Work item:
Your answer should be only the lines below from the one with "pub struct TaskObject" to the one with "pub fn set_continue_on_error(&mut", repeated exactly, ends included.

Data under study:
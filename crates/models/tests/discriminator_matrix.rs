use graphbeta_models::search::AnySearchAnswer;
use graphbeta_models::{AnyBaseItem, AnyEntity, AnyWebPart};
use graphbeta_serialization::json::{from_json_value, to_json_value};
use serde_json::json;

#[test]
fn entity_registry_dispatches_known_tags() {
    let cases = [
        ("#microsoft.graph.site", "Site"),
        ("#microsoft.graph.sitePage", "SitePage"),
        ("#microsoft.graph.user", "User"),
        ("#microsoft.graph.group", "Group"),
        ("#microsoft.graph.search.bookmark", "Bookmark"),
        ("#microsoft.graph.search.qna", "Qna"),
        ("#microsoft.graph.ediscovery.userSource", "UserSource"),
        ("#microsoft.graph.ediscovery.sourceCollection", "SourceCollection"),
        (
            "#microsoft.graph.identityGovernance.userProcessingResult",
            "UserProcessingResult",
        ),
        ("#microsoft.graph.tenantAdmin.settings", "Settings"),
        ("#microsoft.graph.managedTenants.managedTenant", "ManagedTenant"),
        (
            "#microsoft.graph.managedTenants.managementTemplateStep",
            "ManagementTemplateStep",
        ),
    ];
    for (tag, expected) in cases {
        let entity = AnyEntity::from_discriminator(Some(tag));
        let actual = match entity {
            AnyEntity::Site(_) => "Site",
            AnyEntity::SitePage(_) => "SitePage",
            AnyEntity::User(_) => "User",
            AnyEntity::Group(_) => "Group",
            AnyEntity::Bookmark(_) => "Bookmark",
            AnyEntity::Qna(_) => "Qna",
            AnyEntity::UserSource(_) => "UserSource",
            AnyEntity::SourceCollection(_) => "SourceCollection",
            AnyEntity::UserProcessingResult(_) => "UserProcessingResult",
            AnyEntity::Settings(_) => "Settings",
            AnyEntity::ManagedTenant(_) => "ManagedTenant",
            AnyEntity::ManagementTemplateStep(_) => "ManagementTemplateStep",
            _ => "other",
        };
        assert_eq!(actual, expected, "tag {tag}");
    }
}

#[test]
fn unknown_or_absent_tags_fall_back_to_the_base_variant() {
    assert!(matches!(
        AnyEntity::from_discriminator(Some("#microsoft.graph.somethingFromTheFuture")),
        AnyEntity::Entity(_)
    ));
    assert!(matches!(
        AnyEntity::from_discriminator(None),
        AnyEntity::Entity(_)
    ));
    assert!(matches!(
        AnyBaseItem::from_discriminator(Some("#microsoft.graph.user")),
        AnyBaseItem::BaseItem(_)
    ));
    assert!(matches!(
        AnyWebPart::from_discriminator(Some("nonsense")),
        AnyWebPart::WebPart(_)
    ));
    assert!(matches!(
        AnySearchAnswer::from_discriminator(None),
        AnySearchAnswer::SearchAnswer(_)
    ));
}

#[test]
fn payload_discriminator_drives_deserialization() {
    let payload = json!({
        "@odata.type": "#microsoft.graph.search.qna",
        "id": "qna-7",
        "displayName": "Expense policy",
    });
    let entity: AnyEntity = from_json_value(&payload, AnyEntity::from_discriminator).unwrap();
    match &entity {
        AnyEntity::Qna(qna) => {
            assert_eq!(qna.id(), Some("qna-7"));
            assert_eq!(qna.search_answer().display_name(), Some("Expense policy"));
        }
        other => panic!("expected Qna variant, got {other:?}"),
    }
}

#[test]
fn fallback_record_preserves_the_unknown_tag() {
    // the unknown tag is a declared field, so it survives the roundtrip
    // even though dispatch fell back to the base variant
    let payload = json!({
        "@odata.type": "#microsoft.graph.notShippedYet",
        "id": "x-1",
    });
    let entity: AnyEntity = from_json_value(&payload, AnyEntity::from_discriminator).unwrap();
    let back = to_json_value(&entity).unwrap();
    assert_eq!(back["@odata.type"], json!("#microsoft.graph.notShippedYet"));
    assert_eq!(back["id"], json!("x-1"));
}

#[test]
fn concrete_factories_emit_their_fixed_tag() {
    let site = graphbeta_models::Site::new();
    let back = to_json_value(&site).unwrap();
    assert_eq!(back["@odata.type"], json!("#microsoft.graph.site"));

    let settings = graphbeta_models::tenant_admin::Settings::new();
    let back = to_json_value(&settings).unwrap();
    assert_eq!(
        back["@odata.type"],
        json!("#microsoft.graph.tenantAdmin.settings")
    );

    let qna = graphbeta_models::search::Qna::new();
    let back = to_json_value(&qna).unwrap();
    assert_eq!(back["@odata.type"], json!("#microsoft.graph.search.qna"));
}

--

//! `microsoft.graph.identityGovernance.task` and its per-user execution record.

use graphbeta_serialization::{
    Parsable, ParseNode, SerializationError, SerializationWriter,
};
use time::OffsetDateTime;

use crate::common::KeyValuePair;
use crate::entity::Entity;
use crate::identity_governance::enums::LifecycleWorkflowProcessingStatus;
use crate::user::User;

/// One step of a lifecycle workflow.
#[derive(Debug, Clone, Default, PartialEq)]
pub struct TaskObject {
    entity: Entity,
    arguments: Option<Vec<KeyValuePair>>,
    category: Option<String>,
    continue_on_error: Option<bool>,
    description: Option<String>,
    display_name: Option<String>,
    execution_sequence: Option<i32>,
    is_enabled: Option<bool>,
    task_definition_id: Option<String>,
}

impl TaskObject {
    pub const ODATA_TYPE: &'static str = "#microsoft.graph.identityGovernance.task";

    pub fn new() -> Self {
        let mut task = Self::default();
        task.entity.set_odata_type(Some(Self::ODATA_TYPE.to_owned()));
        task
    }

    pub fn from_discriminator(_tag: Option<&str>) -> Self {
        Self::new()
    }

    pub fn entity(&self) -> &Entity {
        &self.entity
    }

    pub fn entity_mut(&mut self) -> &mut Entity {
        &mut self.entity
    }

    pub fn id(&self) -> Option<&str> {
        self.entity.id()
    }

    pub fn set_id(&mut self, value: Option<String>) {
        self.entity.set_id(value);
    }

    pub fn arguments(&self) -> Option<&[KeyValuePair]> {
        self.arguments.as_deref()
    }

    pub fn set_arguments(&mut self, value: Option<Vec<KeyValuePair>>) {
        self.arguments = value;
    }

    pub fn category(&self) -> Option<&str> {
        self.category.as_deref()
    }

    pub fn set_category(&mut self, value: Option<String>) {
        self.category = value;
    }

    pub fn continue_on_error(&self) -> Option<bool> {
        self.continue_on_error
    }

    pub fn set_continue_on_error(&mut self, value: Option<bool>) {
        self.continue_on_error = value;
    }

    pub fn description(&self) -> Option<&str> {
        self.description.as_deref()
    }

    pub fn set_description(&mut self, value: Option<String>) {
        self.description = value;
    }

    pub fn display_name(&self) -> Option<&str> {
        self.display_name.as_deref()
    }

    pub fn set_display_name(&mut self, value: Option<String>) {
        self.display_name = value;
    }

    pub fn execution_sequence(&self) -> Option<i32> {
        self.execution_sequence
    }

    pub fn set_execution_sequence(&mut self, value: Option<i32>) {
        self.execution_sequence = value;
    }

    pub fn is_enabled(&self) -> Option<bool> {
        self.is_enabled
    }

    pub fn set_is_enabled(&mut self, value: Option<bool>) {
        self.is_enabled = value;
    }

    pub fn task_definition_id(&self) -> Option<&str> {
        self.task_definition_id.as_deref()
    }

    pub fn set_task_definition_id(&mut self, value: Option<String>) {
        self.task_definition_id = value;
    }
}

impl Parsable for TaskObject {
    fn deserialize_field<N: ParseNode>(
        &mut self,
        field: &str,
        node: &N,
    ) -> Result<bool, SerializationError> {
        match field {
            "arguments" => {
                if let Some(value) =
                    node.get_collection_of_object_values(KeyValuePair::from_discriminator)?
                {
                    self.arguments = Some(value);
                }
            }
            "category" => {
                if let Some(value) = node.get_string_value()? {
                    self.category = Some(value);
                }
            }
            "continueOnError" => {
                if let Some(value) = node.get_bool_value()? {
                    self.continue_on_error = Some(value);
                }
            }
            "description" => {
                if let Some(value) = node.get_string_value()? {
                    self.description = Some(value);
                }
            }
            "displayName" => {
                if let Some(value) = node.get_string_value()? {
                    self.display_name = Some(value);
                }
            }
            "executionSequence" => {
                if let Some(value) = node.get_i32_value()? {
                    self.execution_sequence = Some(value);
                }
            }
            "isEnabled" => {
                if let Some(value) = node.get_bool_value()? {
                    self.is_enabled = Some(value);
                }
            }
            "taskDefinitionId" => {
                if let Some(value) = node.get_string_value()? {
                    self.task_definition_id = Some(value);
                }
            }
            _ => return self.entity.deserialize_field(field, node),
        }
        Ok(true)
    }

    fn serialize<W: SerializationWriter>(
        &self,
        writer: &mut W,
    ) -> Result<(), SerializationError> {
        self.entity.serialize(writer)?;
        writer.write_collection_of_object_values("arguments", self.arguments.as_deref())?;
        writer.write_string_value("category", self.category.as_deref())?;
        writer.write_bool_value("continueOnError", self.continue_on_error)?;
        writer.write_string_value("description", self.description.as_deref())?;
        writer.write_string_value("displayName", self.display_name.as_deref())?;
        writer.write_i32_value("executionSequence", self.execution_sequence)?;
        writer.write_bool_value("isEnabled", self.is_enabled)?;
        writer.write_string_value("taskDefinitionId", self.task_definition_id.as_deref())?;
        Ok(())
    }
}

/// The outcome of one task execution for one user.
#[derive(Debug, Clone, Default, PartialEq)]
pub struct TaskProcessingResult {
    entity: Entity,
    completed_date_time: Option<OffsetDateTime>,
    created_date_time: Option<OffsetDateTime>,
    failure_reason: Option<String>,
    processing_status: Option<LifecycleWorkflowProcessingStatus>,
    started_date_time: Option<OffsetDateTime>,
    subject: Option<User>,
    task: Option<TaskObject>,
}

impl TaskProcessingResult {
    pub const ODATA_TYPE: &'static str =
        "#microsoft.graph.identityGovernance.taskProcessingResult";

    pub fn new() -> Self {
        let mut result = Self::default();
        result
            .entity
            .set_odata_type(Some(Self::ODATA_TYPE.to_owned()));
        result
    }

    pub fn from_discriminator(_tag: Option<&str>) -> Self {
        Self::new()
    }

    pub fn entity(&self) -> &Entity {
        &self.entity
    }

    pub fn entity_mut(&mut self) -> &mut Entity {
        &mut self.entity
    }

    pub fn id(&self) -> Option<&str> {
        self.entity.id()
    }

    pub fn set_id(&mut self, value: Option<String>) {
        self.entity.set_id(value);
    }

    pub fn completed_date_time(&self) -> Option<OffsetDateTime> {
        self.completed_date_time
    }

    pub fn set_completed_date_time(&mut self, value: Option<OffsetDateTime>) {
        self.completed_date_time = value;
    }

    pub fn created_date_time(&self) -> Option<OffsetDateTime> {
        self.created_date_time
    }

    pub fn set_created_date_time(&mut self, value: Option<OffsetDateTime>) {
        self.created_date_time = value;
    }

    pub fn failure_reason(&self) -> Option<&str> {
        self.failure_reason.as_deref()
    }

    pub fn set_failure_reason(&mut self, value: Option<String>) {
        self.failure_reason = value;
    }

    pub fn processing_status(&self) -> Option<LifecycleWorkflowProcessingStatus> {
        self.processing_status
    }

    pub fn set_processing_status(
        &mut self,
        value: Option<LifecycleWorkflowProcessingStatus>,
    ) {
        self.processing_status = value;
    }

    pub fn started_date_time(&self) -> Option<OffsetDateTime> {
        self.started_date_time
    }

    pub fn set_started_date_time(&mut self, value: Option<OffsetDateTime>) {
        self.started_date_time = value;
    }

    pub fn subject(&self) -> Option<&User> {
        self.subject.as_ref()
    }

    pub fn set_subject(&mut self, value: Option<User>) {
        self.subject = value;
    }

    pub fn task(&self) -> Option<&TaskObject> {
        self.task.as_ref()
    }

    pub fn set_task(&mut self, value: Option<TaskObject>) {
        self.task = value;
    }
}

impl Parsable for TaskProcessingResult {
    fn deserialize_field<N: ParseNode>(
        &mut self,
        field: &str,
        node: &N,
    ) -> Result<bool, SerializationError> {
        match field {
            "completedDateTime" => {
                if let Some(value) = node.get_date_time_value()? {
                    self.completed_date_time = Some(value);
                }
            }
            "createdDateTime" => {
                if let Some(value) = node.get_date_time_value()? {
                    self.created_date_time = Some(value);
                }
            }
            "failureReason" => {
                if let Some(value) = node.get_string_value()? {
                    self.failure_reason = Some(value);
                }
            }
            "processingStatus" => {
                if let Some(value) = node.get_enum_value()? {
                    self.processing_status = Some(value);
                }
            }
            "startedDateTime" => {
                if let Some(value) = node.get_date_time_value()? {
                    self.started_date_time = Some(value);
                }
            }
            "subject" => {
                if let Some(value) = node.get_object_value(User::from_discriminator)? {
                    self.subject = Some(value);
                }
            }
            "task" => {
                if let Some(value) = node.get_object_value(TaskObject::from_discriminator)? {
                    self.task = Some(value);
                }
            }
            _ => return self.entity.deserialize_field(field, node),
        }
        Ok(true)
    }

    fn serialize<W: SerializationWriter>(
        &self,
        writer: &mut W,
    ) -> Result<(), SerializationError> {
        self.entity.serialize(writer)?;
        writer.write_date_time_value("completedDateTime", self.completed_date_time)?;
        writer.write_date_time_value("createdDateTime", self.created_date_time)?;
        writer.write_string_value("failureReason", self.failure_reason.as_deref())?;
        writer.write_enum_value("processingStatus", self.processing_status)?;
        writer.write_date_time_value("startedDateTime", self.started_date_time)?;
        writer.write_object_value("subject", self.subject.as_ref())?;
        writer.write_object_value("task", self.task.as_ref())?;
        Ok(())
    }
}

Response box:
pub struct TaskObject {
    entity: Entity,
    arguments: Option<Vec<KeyValuePair>>,
    category: Option<String>,
    continue_on_error: Option<bool>,
    description: Option<String>,
    display_name: Option<String>,
    execution_sequence: Option<i32>,
    is_enabled: Option<bool>,
    task_definition_id: Option<String>,
}

impl TaskObject {
    pub const ODATA_TYPE: &'static str = "#microsoft.graph.identityGovernance.task";

    pub fn new() -> Self {
        let mut task = Self::default();
        task.entity.set_odata_type(Some(Self::ODATA_TYPE.to_owned()));
        task
    }

    pub fn from_discriminator(_tag: Option<&str>) -> Self {
        Self::new()
    }

    pub fn entity(&self) -> &Entity {
        &self.entity
    }

    pub fn entity_mut(&mut self) -> &mut Entity {
        &mut self.entity
    }

    pub fn id(&self) -> Option<&str> {
        self.entity.id()
    }

    pub fn set_id(&mut self, value: Option<String>) {
        self.entity.set_id(value);
    }

    pub fn arguments(&self) -> Option<&[KeyValuePair]> {
        self.arguments.as_deref()
    }

    pub fn set_arguments(&mut self, value: Option<Vec<KeyValuePair>>) {
        self.arguments = value;
    }

    pub fn category(&self) -> Option<&str> {
        self.category.as_deref()
    }

    pub fn set_category(&mut self, value: Option<String>) {
        self.category = value;
    }

    pub fn continue_on_error(&self) -> Option<bool> {
        self.continue_on_error
    }

    pub fn set_continue_on_error(&mut self, value: Option<bool>) {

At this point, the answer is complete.